● TASK OBJECTIVE
The answer must be a single number: how many lines in the records below contain the word "info".
--- EXTRACTED MATERIAL Enclosed Below ---
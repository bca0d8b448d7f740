//! Application state for the CommunityConnect HTTP server.

use crate::services::{AnnouncementBoard, DiscussionService, EventService};
use community_connect_core::environment::Clock;
use community_connect_core::store::{DiscussionStore, EventStore};
use std::sync::Arc;

/// Application state shared across all HTTP handlers.
///
/// It's cloned (cheaply, every service holds `Arc`s) for each request.
#[derive(Clone)]
pub struct AppState {
    /// Events and their RSVP ledgers
    pub events: EventService,
    /// Discussion threads
    pub discussions: DiscussionService,
    /// In-process announcement board
    pub announcements: AnnouncementBoard,
}

impl AppState {
    /// Create a new application state.
    #[must_use]
    pub const fn new(
        events: EventService,
        discussions: DiscussionService,
        announcements: AnnouncementBoard,
    ) -> Self {
        Self {
            events,
            discussions,
            announcements,
        }
    }

    /// Wire every service over the given stores and clock.
    #[must_use]
    pub fn from_stores(
        event_store: Arc<dyn EventStore>,
        discussion_store: Arc<dyn DiscussionStore>,
        clock: Arc<dyn Clock>,
    ) -> Self {
        Self::new(
            EventService::new(event_store, Arc::clone(&clock)),
            DiscussionService::new(discussion_store, Arc::clone(&clock)),
            AnnouncementBoard::new(clock),
        )
    }
}
//! Discussion threads and their replies.

use crate::metrics;
use community_connect_core::environment::Clock;
use community_connect_core::error::ServiceError;
use community_connect_core::store::DiscussionStore;
use community_connect_core::types::{
    Discussion, DiscussionId, NewDiscussion, NewReply, ReplyId,
};
use std::sync::Arc;
use tracing::instrument;

/// Operations on discussion threads.
#[derive(Clone)]
pub struct DiscussionService {
    store: Arc<dyn DiscussionStore>,
    clock: Arc<dyn Clock>,
}

fn discussion_id(raw: &str) -> Result<DiscussionId, ServiceError> {
    raw.parse()
        .map_err(|_| ServiceError::not_found("Discussion", raw))
}

impl DiscussionService {
    /// Create a service over `store`, stamping times from `clock`.
    #[must_use]
    pub fn new(store: Arc<dyn DiscussionStore>, clock: Arc<dyn Clock>) -> Self {
        Self { store, clock }
    }

    /// All discussions, newest first.
    ///
    /// # Errors
    ///
    /// [`ServiceError::Persistence`] if the store cannot be read.
    #[instrument(skip(self))]
    pub async fn list(&self) -> Result<Vec<Discussion>, ServiceError> {
        Ok(self.store.find_all().await?)
    }

    /// Open a thread.
    ///
    /// # Errors
    ///
    /// - [`ServiceError::Validation`] if the title is missing
    /// - [`ServiceError::Persistence`] if the write fails
    #[instrument(skip(self, new_discussion))]
    pub async fn create(&self, new_discussion: NewDiscussion) -> Result<Discussion, ServiceError> {
        let discussion = new_discussion.into_discussion(DiscussionId::new(), self.clock.now())?;
        let discussion = self.store.insert(discussion).await?;

        metrics::record_discussion_created();
        tracing::info!(discussion_id = %discussion.id, "Discussion created");
        Ok(discussion)
    }

    async fn load(&self, id: &str) -> Result<Discussion, ServiceError> {
        self.store
            .find_by_id(discussion_id(id)?)
            .await?
            .ok_or_else(|| ServiceError::not_found("Discussion", id))
    }

    /// Append a reply and return the updated thread.
    ///
    /// # Errors
    ///
    /// - [`ServiceError::Validation`] if the text is missing
    /// - [`ServiceError::NotFound`] if the thread does not exist
    /// - [`ServiceError::Persistence`] if the load or save fails
    #[instrument(skip(self, new_reply))]
    pub async fn add_reply(&self, id: &str, new_reply: NewReply) -> Result<Discussion, ServiceError> {
        let reply = new_reply.into_reply(ReplyId::new(), self.clock.now())?;
        let mut discussion = self.load(id).await?;

        discussion.push_reply(reply);
        let discussion = self.store.save(discussion).await?;

        metrics::record_reply_added();
        Ok(discussion)
    }

    /// Delete a thread together with its replies, returning it.
    ///
    /// # Errors
    ///
    /// - [`ServiceError::NotFound`] if the thread does not exist
    /// - [`ServiceError::Persistence`] if the delete fails
    #[instrument(skip(self))]
    pub async fn delete(&self, id: &str) -> Result<Discussion, ServiceError> {
        let deleted = self
            .store
            .delete(discussion_id(id)?)
            .await?
            .ok_or_else(|| ServiceError::not_found("Discussion", id))?;

        tracing::info!(discussion_id = %deleted.id, "Discussion deleted");
        Ok(deleted)
    }

    /// Remove one reply from a thread.
    ///
    /// # Errors
    ///
    /// - [`ServiceError::NotFound`] if the thread or the reply does not exist
    /// - [`ServiceError::Persistence`] if the load or save fails
    #[instrument(skip(self))]
    pub async fn delete_reply(&self, id: &str, reply_id: &str) -> Result<Discussion, ServiceError> {
        let mut discussion = self.load(id).await?;
        let parsed: ReplyId = reply_id
            .parse()
            .map_err(|_| ServiceError::not_found("Reply", reply_id))?;

        discussion
            .remove_reply(&parsed)
            .ok_or_else(|| ServiceError::not_found("Reply", reply_id))?;

        Ok(self.store.save(discussion).await?)
    }

    /// Whether the store answers.
    pub async fn is_reachable(&self) -> bool {
        self.store.ping().await.is_ok()
    }
}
--- End of Enclosed EXTRACTED MATERIAL ---
● EXERCISE SOLUTION
2